Even in London, even in a flat share, I can't see how it's possible (unless it's council estate). When I lived in London, and that was years ago, I think I paid like £125 per week for one room in a flatshare (so 700 USD per month). It should be at the very least 1,000 USD now, or even 1,200 USD.


Again, the Tube costs far more than that. So that means you must use buses only.


Only $70 per week for food? What do you eat???

I Paris I spend 23 USD per DAY in food, and that doesn't include eating out. Only buying food in the supermarkets. Not luxury food, but good food (which you can find in French supermarkets, whereas in the US/UK you'd have to go to gourmet stores to find the same quality as in French supermarkets).

70 USD per week is 10 USD per day. That can only be industrial, low-quality food from the cheapest chains like Lidl, which is both unhealthy and not tasty.

As for eating out, the cheapest I know in Paris is 16 USD (tax and tip included), in Asian restaurants. And then from there it escalates quickly (French meal in an average place is more like 35-40 USD tax and tip included). Boulangeries in the central areas have become extortionate (like 8 USD for a sandwich... exCUSE me??). Thanks God I'm fortunate to live in a wealthy neighborhood that surprisingly has a very cheap (and yet excellent) boulangerie, where you can, for example, still buy a delicious homemade pizza for 1 person with merguez and peppers for the grand total of... 4.80 USD tax included (the same in a boulangerie in, say, Le Marais, or St Germain des Prés, would cost 7 or 8 USD). My boulangerie also has delicious little one-person homemade apricot tart with delicious puff pastry and fresh apricots (and a stuffing of grounded almond cream) for the grand total of... 3.70 USD tax included, but it's impossible to find such a good deal at such a cheap price anywhere else in the central areas of Paris.

Gym costs only 24 USD per month now that we have that low-cost Dutch chain everywhere (before, I used to pay 70 USD per month in a more upscale chain), but the downside of it is you're surrounded by 16-22 y/o kids all the time who speak in their obnoxious lingo at super fast speed and never talk to you.

Yep, I live with my partner and share a bedroom, so our rent is effectively halved. It's normally $1200 a room inc. service fees, (we still pay the bills and council tax on top of that) -for 700 sq ft and sharing with one other person.

It's an ugly AF ex-council estate, but was converted in the 90s for the middle classes, with concierges, gym, pool, jacuzzi, gym, conservatory and landscaped grounds (they're very 'retro' shall we say in styling, but all free).

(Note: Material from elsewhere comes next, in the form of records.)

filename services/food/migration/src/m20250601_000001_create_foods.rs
use sea_orm_migration::prelude::*;

#[derive(DeriveMigrationName)]
pub struct Migration;

#[async_trait::async_trait]
impl MigrationTrait for Migration {
    async fn up(&self, manager: &SchemaManager) -> Result<(), DbErr> {
        manager
            .create_table(
                Table::create()
                    .table(Foods::Table)
                    .if_not_exists()
                    .col(ColumnDef::new(Foods::Id).uuid().not_null().primary_key())
                    .col(ColumnDef::new(Foods::Name).string().not_null())
                    .col(
                        ColumnDef::new(Foods::Description)
                            .text()
                            .not_null()
                            .default(""),
                    )
                    .col(
                        ColumnDef::new(Foods::Price)
                            .double()
                            .not_null()
                            .default(0.0)
                            .check(Expr::col(Foods::Price).gte(0.0)),
                    )
                    .col(ColumnDef::new(Foods::VideoUrl).string().not_null())
                    .col(ColumnDef::new(Foods::FoodPartnerId).uuid().not_null())
                    .col(
                        ColumnDef::new(Foods::LikeCount)
                            .big_integer()
                            .not_null()
                            .default(0)
                            .check(Expr::col(Foods::LikeCount).gte(0)),
                    )
                    .col(
                        ColumnDef::new(Foods::SavesCount)
                            .big_integer()
                            .not_null()
                            .default(0)
                            .check(Expr::col(Foods::SavesCount).gte(0)),
                    )
                    .col(
                        ColumnDef::new(Foods::CreatedAt)
                            .timestamp_with_time_zone()
                            .not_null()
                            .default(Expr::current_timestamp()),
                    )
                    .to_owned(),
            )
            .await?;

        manager
            .create_index(
                Index::create()
                    .table(Foods::Table)
                    .col(Foods::FoodPartnerId)
                    .name("idx_foods_food_partner_id")
                    .to_owned(),
            )
            .await
    }

    async fn down(&self, manager: &SchemaManager) -> Result<(), DbErr> {
        manager
            .drop_table(Table::drop().table(Foods::Table).to_owned())
            .await
    }
}

#[derive(Iden)]
enum Foods {
    Table,
    Id,
    Name,
    Description,
    Price,
    VideoUrl,
    FoodPartnerId,
    LikeCount,
    SavesCount,
    CreatedAt,
}
use sea_orm_migration::prelude::*;

#[tokio::main]
async fn main() {
    cli::run_cli(reelbite_food_migration::Migrator).await;
}
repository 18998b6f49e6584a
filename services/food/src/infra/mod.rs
pub mod db;
pub mod storage;
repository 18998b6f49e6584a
use sea_orm::entity::prelude::*;

/// Customer account. Email is stored lowercased.
#[derive(Clone, Debug, PartialEq, Eq, DeriveEntityModel)]
#[sea_orm(table_name = "users")]
pub struct Model {
    #[sea_orm(primary_key, auto_increment = false)]
    pub id: Uuid,
    pub full_name: String,
    #[sea_orm(unique)]
    pub email: String,
    pub password_hash: String,
    pub created_at: chrono::DateTime<chrono::Utc>,
}

#[derive(Copy, Clone, Debug, EnumIter, DeriveRelation)]
pub enum Relation {}

impl ActiveModelBehavior for ActiveModel {}
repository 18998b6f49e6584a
use axum::{
    Json,
    extract::{State, rejection::JsonRejection},
    http::StatusCode,
};
use axum_extra::extract::CookieJar;
use serde::{Deserialize, Serialize};

use reelbite_auth_types::cookie::{clear_session_cookie, set_session_cookie};

use crate::domain::types::UserAccount;
use crate::error::AuthServiceError;
use crate::state::AppState;
use crate::usecase::user::{LoginInput, LoginUserUseCase, RegisterUserInput, RegisterUserUseCase};

// ── Request / response types ─────────────────────────────────────────────────

#[derive(Deserialize)]
pub struct RegisterUserRequest {
    #[serde(default)]
    pub full_name: String,
    #[serde(default)]
    pub email: String,
    #[serde(default)]
    pub password: String,
}

#[derive(Deserialize)]
pub struct LoginRequest {
    #[serde(default)]
    pub email: String,
    #[serde(default)]
    pub password: String,
}

#[derive(Serialize)]
pub struct UserBody {
    pub id: String,
    pub email: String,
    pub full_name: String,
}

impl From<UserAccount> for UserBody {
    fn from(account: UserAccount) -> Self {
        Self {
            id: account.id.to_string(),
            email: account.email,
            full_name: account.full_name,
        }
    }
}

#[derive(Serialize)]
pub struct UserSessionResponse {
    pub message: &'static str,
    pub user: UserBody,
    pub token: String,
}

#[derive(Serialize)]
pub struct MessageResponse {
    pub message: &'static str,
}

// ── POST /api/auth/user/register ─────────────────────────────────────────────

pub async fn register_user(
    State(state): State<AppState>,
    jar: CookieJar,
    body: Result<Json<RegisterUserRequest>, JsonRejection>,
) -> Result<(StatusCode, CookieJar, Json<UserSessionResponse>), AuthServiceError> {
    let Json(body) = body.map_err(|_| AuthServiceError::MissingData("body"))?;
    let usecase = RegisterUserUseCase {
        repo: state.user_repo(),
        jwt_secret: state.jwt_secret.clone(),
        bcrypt_cost: state.bcrypt_cost,
    };
    let session = usecase
        .execute(RegisterUserInput {
            full_name: body.full_name,
            email: body.email,
            password: body.password,
        })
        .await?;

    let jar = set_session_cookie(jar, session.token.clone(), state.cookie_secure);
    Ok((
        StatusCode::CREATED,
        jar,
        Json(UserSessionResponse {
            message: "user registered successfully",
            user: session.account.into(),
            token: session.token,
        }),
    ))
}

// ── POST /api/auth/user/login ────────────────────────────────────────────────

pub async fn login_user(
    State(state): State<AppState>,
    jar: CookieJar,
    body: Result<Json<LoginRequest>, JsonRejection>,
) -> Result<(StatusCode, CookieJar, Json<UserSessionResponse>), AuthServiceError> {
    let Json(body) = body.map_err(|_| AuthServiceError::MissingData("body"))?;
    let usecase = LoginUserUseCase {
        repo: state.user_repo(),
        jwt_secret: state.jwt_secret.clone(),
    };
    let session = usecase
        .execute(LoginInput {
            email: body.email,
            password: body.password,
        })
        .await?;

    let jar = set_session_cookie(jar, session.token.clone(), state.cookie_secure);
    Ok((
        StatusCode::OK,
        jar,
        Json(UserSessionResponse {
            message: "user logged in successfully",
            user: session.account.into(),
            token: session.token,
        }),
    ))
}

// ── GET /api/auth/user/logout ────────────────────────────────────────────────

pub async fn logout_user(
    State(state): State<AppState>,
    jar: CookieJar,
) -> (StatusCode, CookieJar, Json<MessageResponse>) {
    (
        StatusCode::OK,
        clear_session_cookie(jar, state.cookie_secure),
        Json(MessageResponse {
            message: "user logged out successfully",
        }),
    )
}
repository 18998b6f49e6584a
//! User ↔ food relation kinds (likes and saves).

use serde::{Deserialize, Serialize};

/// A boolean relation a user can toggle on a food item.
///
/// Each kind owns its own denormalized counter on the food item. The two
/// relations are independent: liking a food does not save it and vice versa.
///
/// Storage format: `i16` (0 = Like, 1 = Save).
#[derive(Debug, Clone, Copy, PartialEq, Eq, Hash, Serialize, Deserialize)]
#[serde(rename_all = "snake_case")]
pub enum RelationKind {
    Like = 0,
    Save = 1,
}

impl RelationKind {
    pub fn as_i16(self) -> i16 {
        self as i16
    }
}

/// Result of a single toggle: whether the relation now exists, and the
/// counter value after the toggle.
#[derive(Debug, Clone, Copy, PartialEq, Eq)]
pub struct ToggleOutcome {
    pub active: bool,
    pub count: i64,
}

Right by Clapham Junction Station, 10 mins train into the centre leaving every 5 mins, 25-30 mins to get to work.
By train/tube it would normally cost $11.50 a day on my annual pass, which I did for years before I realised 5-10 mins longer on the bus saved almost 2/3 of that cost, and I got a seat with a view every time.

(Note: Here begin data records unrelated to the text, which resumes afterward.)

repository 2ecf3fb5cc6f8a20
//! Device core that ties dispatch, actuators, and safety together.
//!
//! This module provides [`RoomController`], one control core parameterised
//! by a [`DeviceProfile`](crate::config::DeviceProfile). The same type runs
//! the dual-motor driver, a relay board or an I2C expander module; only the
//! profile and the [`OutputSink`] differ.
//!
//! # Overview
//!
//! The controller:
//! - Routes inbound messages through the [`Dispatcher`]
//! - Applies commands to the addressed [`Actuator`]
//! - Advances every actuator once per tick
//! - Forces everything off on safety trips
//!
//! # Example
//!
//! ```rust
//! use room_fx::{Config, Direction, RoomController};
//! use room_fx::hal::MockSink;
//!
//! let mut controller = RoomController::new(&Config::default(), MockSink::new(), 0);
//!
//! controller.handle_message("room1/motor1", b"ON:80:L", 0);
//! for tick in 1..=16 {
//!     controller.update(tick * 20, true);
//! }
//! assert_eq!(controller.actuator("motor1").unwrap().current_speed(), 80);
//!
//! // STOP is immediate, no slew
//! let reply = controller.handle_message("room1/STOP", b"", 400).unwrap();
//! assert!(reply.feedback.is_ok());
//! assert_eq!(controller.sink().last_output(0), Some((0, Direction::Stopped)));
//! ```

extern crate alloc;
use alloc::vec::Vec;

use heapless::String as HString;
use log::{info, warn};

use crate::actuator::{Actuator, Outcome};
use crate::commands::{Command, CommandError, Feedback, MAX_FEEDBACK_LEN};
use crate::config::{Config, LongString};
use crate::dispatch::{feedback_topic, Dispatch, Dispatcher, Target};
use crate::error::Error;
use crate::safety::{SafetyMonitor, Trip};
use crate::supervisor::LinkReport;
use crate::traits::OutputSink;

/// Feedback to publish for one handled message.
#[derive(Clone, Debug, PartialEq, Eq)]
pub struct Reply {
    /// `<commandTopic>/feedback`
    pub topic: LongString,
    /// Result of the command.
    pub feedback: Feedback,
}

impl Reply {
    /// Wire payload of the feedback.
    pub fn payload(&self) -> HString<MAX_FEEDBACK_LEN> {
        self.feedback.payload()
    }
}

/// Main device controller.
///
/// # Type Parameter
///
/// - `S`: Output hardware ([`OutputSink`] trait), shared by all actuators
///
/// # Thread Safety
///
/// Not thread-safe. It is owned by the [`Runtime`](crate::runtime::Runtime)
/// and driven from a single cooperative loop.
pub struct RoomController<S: OutputSink> {
    sink: S,
    actuators: Vec<Actuator>,
    dispatcher: Dispatcher,
    safety: SafetyMonitor,
}

impl<S: OutputSink> RoomController<S> {
    /// Create a controller for `config.device` and drive every output to off.
    pub fn new(config: &Config, sink: S, now_ms: u64) -> Self {
        let actuators = config
            .device
            .actuators
            .iter()
            .map(|p| Actuator::new(p.name.as_str(), p.channel, config.motion.step))
            .collect();
        let mut controller = Self {
            sink,
            actuators,
            dispatcher: Dispatcher::new(
                config.mqtt.base_prefix.as_str(),
                &config.device,
                config.motion.default_speed,
            ),
            safety: SafetyMonitor::new(&config.safety, now_ms),
        };
        for actuator in controller.actuators.iter_mut() {
            actuator.force_off(&mut controller.sink);
        }
        controller
    }

    /// Handle one inbound message.
    ///
    /// Returns the feedback to publish, or `None` when the message is not
    /// addressed to this device.
    pub fn handle_message(&mut self, topic: &str, payload: &[u8], now_ms: u64) -> Option<Reply> {
        let feedback = match self.dispatcher.dispatch(topic, payload) {
            Dispatch::Ignore => return None,
            Dispatch::Reject(e) => {
                let err = Error::from(e);
                warn!("{}: {} ({:?})", topic, err, err.kind());
                Feedback::Error(e)
            }
            Dispatch::Route { target, command } => {
                self.safety.note_command(now_ms);
                self.apply(target, command, now_ms)
            }
        };

        let Some(topic) = feedback_topic(topic) else {
            warn!("{}: topic too long for feedback", topic);
            return None;
        };
        Some(Reply { topic, feedback })
    }

    /// Apply a command directly (local triggers, tests).
    pub fn apply(&mut self, target: Target, command: Command, now_ms: u64) -> Feedback {
        match (target, command) {
            (_, Command::EmergencyStop) => {
                self.safe_state(Trip::EmergencyStop);
                Feedback::Ok
            }
            (Target::All, command) => {
                let mut any = false;
                for actuator in self.actuators.iter_mut() {
                    any |= actuator.apply(command, now_ms, &mut self.sink) != Outcome::Ignored;
                }
                if any || self.actuators.is_empty() {
                    Feedback::Ok
                } else {
                    Feedback::NotEnabled
                }
            }
            (Target::Actuator(index), command) => match self.actuators.get_mut(index) {
                None => Feedback::Error(CommandError::UnknownActuator),
                Some(actuator) => match actuator.apply(command, now_ms, &mut self.sink) {
                    Outcome::Ignored => Feedback::NotEnabled,
                    Outcome::Applied | Outcome::Deferred => Feedback::Ok,
                },
            },
        }
    }

    /// Advance every actuator one tick, then check the inactivity timer.
    pub fn update(&mut self, now_ms: u64, broker_connected: bool) {
        for actuator in self.actuators.iter_mut() {
            actuator.update(now_ms, &mut self.sink);
        }
        if self.safety.check_inactivity(now_ms, broker_connected).is_some() {
            self.force_all_off();
        }
    }

    /// React to the supervisor's view of the links.
    pub fn on_link_report(&mut self, report: &LinkReport, now_ms: u64) {
        if report.wifi_lost {
            self.safe_state(Trip::WifiLost);
        } else if report.broker_lost {
            self.safe_state(Trip::BrokerLost);
        }
        if report.broker_connected {
            info!("accepting commands under {}", self.dispatcher.prefix());
            self.safety.on_broker_connected(now_ms);
        }
    }

    /// Log `reason` and hard-stop every actuator.
    pub fn safe_state(&mut self, reason: Trip) {
        self.safety.trip(reason);
        self.force_all_off();
    }

    fn force_all_off(&mut self) {
        for actuator in self.actuators.iter_mut() {
            actuator.force_off(&mut self.sink);
        }
    }

    /// Command topics plus `STOP`, for the supervisor's subscriptions.
    pub fn subscriptions(&self) -> Vec<LongString> {
        self.dispatcher.subscriptions().into_iter().collect()
    }

    /// All actuators in profile order.
    pub fn actuators(&self) -> &[Actuator] {
        &self.actuators
    }

    /// Look up an actuator by name.
    pub fn actuator(&self, name: &str) -> Option<&Actuator> {
        self.actuators.iter().find(|a| a.name() == name)
    }

    /// True when every actuator is at rest and disabled.
    pub fn all_off(&self) -> bool {
        self.actuators
            .iter()
            .all(|a| a.is_idle() && a.current_speed() == 0 && !a.is_enabled())
    }

    /// Safety monitor state.
    pub fn safety(&self) -> &SafetyMonitor {
        &self.safety
    }

    /// Get a reference to the output sink
    pub fn sink(&self) -> &S {
        &self.sink
    }

    /// Get a mutable reference to the output sink
    pub fn sink_mut(&mut self) -> &mut S {
        &mut self.sink
    }
}

#[cfg(test)]
mod tests {
    use super::*;
    use crate::config::{ActuatorProfile, ChannelKind, DeviceProfile, SafetyConfig};
    use crate::hal::MockSink;
    use crate::traits::Direction;

    fn controller() -> RoomController<MockSink> {
        RoomController::new(&Config::default(), MockSink::new(), 0)
    }

    fn run(c: &mut RoomController<MockSink>, from_ms: u64, ticks: u64) -> u64 {
        let mut now = from_ms;
        for _ in 0..ticks {
            now += 20;
            c.update(now, true);
        }
        now
    }

    #[test]
    fn construction_drives_outputs_off() {
        let c = controller();
        assert_eq!(c.sink().last_output(0), Some((0, Direction::Stopped)));
        assert_eq!(c.sink().last_output(1), Some((0, Direction::Stopped)));
        assert!(c.all_off());
    }

    #[test]
    fn on_command_replies_ok_and_moves() {
        let mut c = controller();
        let reply = c.handle_message("room1/motor1", b"ON:50:R", 0).unwrap();
        assert_eq!(reply.topic.as_str(), "room1/motor1/feedback");
        assert_eq!(reply.payload().as_str(), "OK");

        c.update(20, true);
        let (duty, dir) = c.sink().last_output(0).unwrap();
        assert!(duty > 0);
        assert_eq!(dir, Direction::Right);
    }

    #[test]
    fn ignored_topics_produce_no_reply() {
        let mut c = controller();
        assert!(c.handle_message("room1/motor1/feedback", b"OK", 0).is_none());
        assert!(c.handle_message("other/motor1", b"ON", 0).is_none());
    }

    #[test]
    fn malformed_command_replies_error_without_state_change() {
        let mut c = controller();
        let writes = c.sink().writes.len();
        let reply = c.handle_message("room1/motor1", b"ON:500", 0).unwrap();
        assert_eq!(reply.payload().as_str(), "ERROR: invalid speed");
        assert_eq!(c.sink().writes.len(), writes);
        assert!(c.all_off());
    }

    #[test]
    fn unknown_actuator_replies_error() {
        let mut c = controller();
        let reply = c.handle_message("room1/motor3", b"ON", 0).unwrap();
        assert_eq!(reply.topic.as_str(), "room1/motor3/feedback");
        assert_eq!(reply.payload().as_str(), "ERROR: unknown actuator");
    }

    #[test]
    fn speed_on_disabled_actuator_reports_not_enabled() {
        let mut c = controller();
        let reply = c.handle_message("room1/motor2", b"SPEED:40", 0).unwrap();
        assert_eq!(reply.feedback, Feedback::NotEnabled);
        assert!(c.all_off());
    }

    #[test]
    fn stop_turns_everything_off_immediately() {
        let mut c = controller();
        c.handle_message("room1/motor1", b"ON:80:L", 0);
        c.handle_message("room1/motor2", b"ON:60:R", 0);
        let now = run(&mut c, 0, 20);

        let reply = c.handle_message("room1/STOP", b"anything", now).unwrap();
        assert_eq!(reply.topic.as_str(), "room1/STOP/feedback");
        assert!(reply.feedback.is_ok());
        assert!(c.all_off());
        for ch in 0..2 {
            assert!(!c.sink().is_enabled(ch));
            assert_eq!(c.sink().last_output(ch), Some((0, Direction::Stopped)));
        }
        assert_eq!(c.safety().last_trip(), Some(Trip::EmergencyStop));
    }

    #[test]
    fn link_loss_forces_safe_state() {
        let mut c = controller();
        c.handle_message("room1/motor1", b"ON:40", 0);
        run(&mut c, 0, 10);

        let report = LinkReport {
            wifi_lost: true,
            ..LinkReport::default()
        };
        c.on_link_report(&report, 200);
        assert!(c.all_off());
        assert_eq!(c.safety().last_trip(), Some(Trip::WifiLost));
    }

    #[test]
    fn inactivity_forces_safe_state_once() {
        let config =
            Config::default().with_safety(SafetyConfig::default().with_inactivity_timeout_ms(1_000));
        let mut c = RoomController::new(&config, MockSink::new(), 0);
        c.handle_message("room1/motor1", b"ON:10", 0);
        run(&mut c, 0, 10);
        assert_eq!(c.actuator("motor1").unwrap().current_speed(), 10);

        run(&mut c, 200, 50);
        assert!(c.all_off());
        assert_eq!(c.safety().trip_count(), 1);
    }

    #[test]
    fn ignored_command_still_resets_inactivity() {
        let config =
            Config::default().with_safety(SafetyConfig::default().with_inactivity_timeout_ms(1_000));
        let mut c = RoomController::new(&config, MockSink::new(), 0);
        c.handle_message("room1/motor1", b"DIR:R", 900);
        c.update(1_500, true);
        assert_eq!(c.safety().trip_count(), 0);
        c.update(1_900, true);
        assert_eq!(c.safety().trip_count(), 1);
    }

    #[test]
    fn relay_profile_uses_same_core() {
        let profile = DeviceProfile::empty()
            .with_actuator(ActuatorProfile::new("light", 4, ChannelKind::DirectGpio));
        let config = Config::default().with_device(profile);
        let mut c = RoomController::new(&config, MockSink::new(), 0);

        let reply = c.handle_message("room1/light", b"1", 0).unwrap();
        assert!(reply.feedback.is_ok());
        assert!(c.sink().is_enabled(4));
        assert_eq!(c.subscriptions().len(), 2);
    }

    #[test]
    fn apply_to_all() {
        let mut c = controller();
        let fb = c.apply(
            Target::All,
            Command::TurnOn {
                speed: 20,
                direction: Direction::Left,
                ramp_ms: 0,
            },
            0,
        );
        assert!(fb.is_ok());
        run(&mut c, 0, 4);
        assert!(c.actuators().iter().all(|a| a.current_speed() == 20));
    }
}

In terms of food, the supermarkets are super cheap here - I live near the second cheapest chain, Lidl, and I only cook about 8 meals a week. I have to admit I eat out alot, so consider my $70 with a pinch of salt, I double that from going out, and lunch at work is subsidized to about $6 a day. Although restaurants aren't an essential 'cost' persay and I put it under leisure, you can say I spend about $170 a week on food. It can of course be a lot cheaper if I refrained.

Restaurants are expensive nowadays, about $20 for a main (before service, even for a Nandos) but the cheap eats are what I go for - the same sit down, fantastic fare but outside Zone 1, and invariably ethnic from across the spectrum. It's often better than in the centre too -yesterday I bought a dinner from an Albanian place and lunch from a Muslim Thai place, essentially so I could try their little-known cuisines, and they were both great. My local gastropubs which are quite pricey, also do half price deals each day, and the food so far has been amazing. I find the other places in my area are hit n miss price-wise, the cheaper ones -Somali, Vietnamese, Lebanese, Thai, Neapolitan, fish n chips, Turkish and Bangladeshi are much better than the expensive chains, bakeries and posh nosh.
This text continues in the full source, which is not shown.